三阴乳腺癌(triple negative breast cancer,TNBC)是乳腺癌的一类分子亚型,其特征为缺乏雌激素受体、孕酮受体和人类表皮生长因子2型受体[1]。TNBC在年轻女性中发病率更高,约占所有乳腺癌病例的10%～20%,且比非TNBC更容易复发和转移[2-3]。因此,研究TNBC发生和发展的潜在机制,识别风险和预后生物标志物,对提高TNBC的早期检测和有效治疗具有重要意义。

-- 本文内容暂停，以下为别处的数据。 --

#[async_trait]
impl TicketStore for PgTicketStore {
    async fn find_active(&self, user_id: Uuid) -> MessagingResult<Option<SupportTicket>> {
        let row: Option<TicketRow> = sqlx::query_as(&format!(
            r#"
            SELECT {TICKET_COLUMNS}
            FROM support_tickets
            WHERE user_id = $1 AND status IN ('open', 'assigned')
            "#
        ))
        .bind(user_id)
        .fetch_optional(&self.pool)
        .await?;

        row.map(SupportTicket::try_from).transpose()
    }

    async fn open_or_reuse(
        &self,
        user_id: Uuid,
        first_message: Option<&str>,
    ) -> MessagingResult<OpenedTicket> {
        for _ in 0..OPEN_OR_REUSE_ATTEMPTS {
            // The partial unique index turns a concurrent second insert into a no-op
            let inserted: Option<TicketRow> = sqlx::query_as(&format!(
                r#"
                INSERT INTO support_tickets (id, user_id, status, last_message, last_message_at)
                VALUES ($1, $2, 'open', $3::text, CASE WHEN $3::text IS NULL THEN NULL ELSE NOW() END)
                ON CONFLICT (user_id) WHERE status IN ('open', 'assigned') DO NOTHING
                RETURNING {TICKET_COLUMNS}
                "#
            ))
            .bind(Uuid::new_v4())
            .bind(user_id)
            .bind(first_message)
            .fetch_optional(&self.pool)
            .await?;

            if let Some(row) = inserted {
                return Ok(OpenedTicket {
                    ticket: row.try_into()?,
                    created: true,
                });
            }

            if let Some(ticket) = self.find_active(user_id).await? {
                return Ok(OpenedTicket {
                    ticket,
                    created: false,
                });
            }
            // Closed between the insert and the lookup; try again
        }

        Err(MessagingError::Conflict(
            "support ticket changed concurrently".to_string(),
        ))
    }

    async fn get(&self, ticket_id: Uuid) -> MessagingResult<Option<SupportTicket>> {
        let row: Option<TicketRow> = sqlx::query_as(&format!(
            "SELECT {TICKET_COLUMNS} FROM support_tickets WHERE id = $1"
        ))
        .bind(ticket_id)
        .fetch_optional(&self.pool)
        .await?;

        row.map(SupportTicket::try_from).transpose()
    }

    async fn touch(&self, ticket_id: Uuid, text: &str) -> MessagingResult<SupportTicket> {
        let row: Option<TicketRow> = sqlx::query_as(&format!(
            r#"
            UPDATE support_tickets
            SET last_message = $2, last_message_at = NOW(), updated_at = NOW()
            WHERE id = $1
            RETURNING {TICKET_COLUMNS}
            "#
        ))
        .bind(ticket_id)
        .bind(text)
        .fetch_optional(&self.pool)
        .await?;

        row.ok_or(MessagingError::NotFound("ticket"))?.try_into()
    }

    async fn claim(&self, ticket_id: Uuid, admin_id: Uuid) -> MessagingResult<SupportTicket> {
        // Single conditional update: the status guard and the write are one statement
        let row: Option<TicketRow> = sqlx::query_as(&format!(
            r#"
            UPDATE support_tickets
            SET status = 'assigned', assigned_admin_id = $2, updated_at = NOW()
            WHERE id = $1 AND status = 'open'
            RETURNING {TICKET_COLUMNS}
            "#
        ))
        .bind(ticket_id)
        .bind(admin_id)
        .fetch_optional(&self.pool)
        .await?;

        match row {
            Some(row) => row.try_into(),
            None => Err(self.explain_miss(ticket_id, "claim").await),
        }
    }

    async fn close(&self, ticket_id: Uuid, admin_id: Uuid) -> MessagingResult<SupportTicket> {
        let row: Option<TicketRow> = sqlx::query_as(&format!(
            r#"
            UPDATE support_tickets
            SET status = 'closed',
                assigned_admin_id = COALESCE(assigned_admin_id, $2),
                closed_at = NOW(),
                updated_at = NOW()
            WHERE id = $1 AND status <> 'closed'
            RETURNING {TICKET_COLUMNS}
            "#
        ))
        .bind(ticket_id)
        .bind(admin_id)
        .fetch_optional(&self.pool)
        .await?;

        match row {
            Some(row) => row.try_into(),
            None => Err(self.explain_miss(ticket_id, "close").await),
        }
    }

    async fn list_by_status(&self, status: TicketStatus) -> MessagingResult<Vec<SupportTicket>> {
        let rows: Vec<TicketRow> = sqlx::query_as(&format!(
            r#"
            SELECT {TICKET_COLUMNS}
            FROM support_tickets
            WHERE status = $1
            ORDER BY updated_at DESC
            "#
        ))
        .bind(status.as_str())
        .fetch_all(&self.pool)
        .await?;

        rows.into_iter().map(SupportTicket::try_from).collect()
    }
}
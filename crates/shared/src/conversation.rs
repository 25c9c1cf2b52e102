//! Conversation identity
//!
//! Every two-party thread is keyed by the unordered pair of its participants.
//! All components derive keys through [`conversation_key`]; building a key any
//! other way splits a conversation in two.

use serde::{Deserialize, Serialize};
use uuid::Uuid;

/// Separator between the two canonicalized participant ids
const KEY_SEPARATOR: char = '_';

/// Canonical key of a two-party conversation
#[derive(Debug, Clone, PartialEq, Eq, Hash, PartialOrd, Ord, Serialize, Deserialize)]
#[serde(transparent)]
pub struct ConversationKey(String);

impl ConversationKey {
    pub fn as_str(&self) -> &str {
        &self.0
    }

    /// Rebuild a key from its stored form (e.g. a database column).
    pub fn from_stored(value: String) -> Self {
        Self(value)
    }

    /// Whether `user_id` is one of the two participants of this key
    pub fn involves(&self, user_id: Uuid) -> bool {
        let id = user_id.to_string();
        self.0
            .split(KEY_SEPARATOR)
            .any(|part| part == id.as_str())
    }
}

impl std::fmt::Display for ConversationKey {
    fn fmt(&self, f: &mut std::fmt::Formatter<'_>) -> std::fmt::Result {
        f.write_str(&self.0)
    }
}

/// Derive the conversation key for a pair of participants.
///
/// Commutative: the pair is ordered by the lexicographic order of the
/// hyphenated lowercase form before joining, so `(a, b)` and `(b, a)`
/// produce the same key.
pub fn conversation_key(a: Uuid, b: Uuid) -> ConversationKey {
    let (a, b) = (a.to_string(), b.to_string());
    let (first, second) = if a <= b { (a, b) } else { (b, a) };
    ConversationKey(format!("{first}{KEY_SEPARATOR}{second}"))
}

#[cfg(test)]
mod tests {
    use super::*;

    #[test]
    fn test_key_is_commutative() {
        for _ in 0..64 {
            let a = Uuid::new_v4();
            let b = Uuid::new_v4();
            assert_eq!(conversation_key(a, b), conversation_key(b, a));
        }
    }

    #[test]
    fn test_distinct_pairs_get_distinct_keys() {
        let a = Uuid::new_v4();
        let b = Uuid::new_v4();
        let c = Uuid::new_v4();
        assert_ne!(conversation_key(a, b), conversation_key(a, c));
    }

    #[test]
    fn test_key_orders_smaller_id_first() {
        let a = Uuid::parse_str("00000000-0000-4000-8000-000000000001").unwrap();
        let b = Uuid::parse_str("ffffffff-0000-4000-8000-000000000001").unwrap();
        let key = conversation_key(b, a);
        assert!(key.as_str().starts_with("00000000"));
        assert!(key.involves(a));
        assert!(key.involves(b));
        assert!(!key.involves(Uuid::new_v4()));
    }

    #[test]
    fn test_key_serializes_as_plain_string() {
        let key = conversation_key(Uuid::new_v4(), Uuid::new_v4());
        let json = serde_json::to_string(&key).unwrap();
        assert_eq!(json, format!("\"{}\"", key.as_str()));
    }
}
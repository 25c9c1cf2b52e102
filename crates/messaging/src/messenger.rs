//! Messaging facade
//!
//! Wires the services over one set of stores and one presence registry, and
//! owns the cross-service flows.

use std::sync::Arc;

use bazaar_shared::Principal;
use uuid::Uuid;

use crate::broadcast::Broadcaster;
use crate::chat::{ChatLimits, ChatService};
use crate::dispatch::Dispatcher;
use crate::error::MessagingResult;
use crate::models::Message;
use crate::presence::PresenceRegistry;
use crate::store::{Directory, MessageStore, TicketStore};
use crate::support::SupportDesk;

#[derive(Clone)]
pub struct Messenger {
    chat: ChatService,
    support: SupportDesk,
    broadcaster: Broadcaster,
    dispatcher: Dispatcher,
}

impl Messenger {
    pub fn new(
        messages: Arc<dyn MessageStore>,
        tickets: Arc<dyn TicketStore>,
        directory: Arc<dyn Directory>,
        presence: PresenceRegistry,
        limits: ChatLimits,
    ) -> Self {
        let dispatcher = Dispatcher::new(presence);
        let chat = ChatService::new(messages, directory.clone(), dispatcher.clone(), limits);
        let support = SupportDesk::new(tickets, directory.clone(), chat.clone(), dispatcher.clone());
        let broadcaster = Broadcaster::new(directory, chat.clone(), dispatcher.clone());

        Self {
            chat,
            support,
            broadcaster,
            dispatcher,
        }
    }

    pub fn chat(&self) -> &ChatService {
        &self.chat
    }

    pub fn support(&self) -> &SupportDesk {
        &self.support
    }

    pub fn broadcaster(&self) -> &Broadcaster {
        &self.broadcaster
    }

    pub fn dispatcher(&self) -> &Dispatcher {
        &self.dispatcher
    }

    pub fn presence(&self) -> &PresenceRegistry {
        self.dispatcher.presence()
    }

    /// Two-party send.
    ///
    /// When an admin sends, the receiver's open support ticket (if any) is
    /// claimed for that admin after the message is stored. A failed implicit
    /// claim never fails the send.
    pub async fn send_direct(
        &self,
        sender: Principal,
        receiver_id: Uuid,
        text: &str,
    ) -> MessagingResult<Message> {
        let message = self.chat.send(sender, receiver_id, text).await?;

        if sender.is_admin() {
            if let Err(err) = self
                .support
                .implicit_claim_on_first_response(sender, receiver_id)
                .await
            {
                tracing::warn!(
                    admin_id = %sender.id,
                    user_id = %receiver_id,
                    error = %err,
                    "Implicit ticket claim failed"
                );
            }
        }

        Ok(message)
    }
}
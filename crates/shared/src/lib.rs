//! Bazaar Shared Types and Utilities
//!
//! Identity types, the conversation key derivation, and database helpers
//! shared by the messaging core and the API server.

// Allow unwrap/expect in tests - panics are acceptable in test code
#![cfg_attr(test, allow(clippy::unwrap_used, clippy::expect_used))]

pub mod conversation;
pub mod db;
pub mod types;

pub use conversation::conversation_key;
pub use db::*;
pub use types::*;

N6-甲基腺苷(N6-methyladenosine,m6A)酶能通过使mRNA的碱基发生m6A甲基化修饰,其在肿瘤的发生、发展和命运等生物学过程中发挥重要作用。如甲基转移酶3(methyltransferase-like 3,METTL3)、肥胖相关蛋白、YTH结构域家族蛋白2等m6A酶已被发现在多种肿瘤中失调[4]。甲基转移酶5(methyltransferase-like 5,METTL5)作为核糖体RNA(rRNA)N6-甲基转移酶,可通过修饰18S rRNA的A1832位点,增强核糖体蛋白S6激酶的活性和翻译促进乳腺癌细胞的增殖[5]。METTL5可通过促进c-Myc的翻译来促进胰腺癌细胞增殖、迁移和侵袭[6]。此外,METTL5在肝细胞癌中上调并与不良预后相关[7]。这些研究表明,METTL5可能在肿瘤的发生和发展中起重要作用。而,METTL5在TNBC中的表达及作用仍然未知。因此,本研究探讨了METTL5在TNBC中的表达、功能和潜在的机制。

1 材料与方法

1.1 材料

1.1.1主要试剂 胎牛血清(#FSD500)购自苏州依科赛生物科技股份有限公司;DEME培养基(#E600003-0500)、青霉素/链霉素双抗溶液(#B540732-0010)和免疫组化试剂盒(#D601037-0050)购自生工生物工程(上海)股份有限公司;甲基转移酶5(methyltransferase-like 5,METTL5;#HPA038223)抗体购自瑞典Atlas Antibodies公司;基质金属蛋白酶2(matrix metalloproteinase 2,MMP-2;#ab86607)、β-连环蛋白(β-catenin;#ab32572)、N-钙黏蛋白(N-cadherin;#ab76011)抗体购自英国Abcam公司;MMP-7(#3801S)和细胞周期蛋白D1(Cyclin D1,#2978S)抗体购自美国CST公司;GAPDH抗体(#APR28867N)和HRP-羊抗兔IgG(H+L)二抗(#ASG032N)购自艾柏森(北京)生物科技有限公司;METTL5 shRNA慢病毒颗粒(shRNA-METTL5;#sc-95031-V)、阴性对照shRNA慢病毒颗粒(shRNA-NC;sc-108080)、聚凝胺(#sc-134220)和RIPA裂解液(#sc-24948)购自美国Santa Cruz Biotechnology公司;细胞计数试剂盒(Cell Counting Kit-8,CCK-8)试剂盒(#BN15201)购自北京拜尔迪生物技术有限公司。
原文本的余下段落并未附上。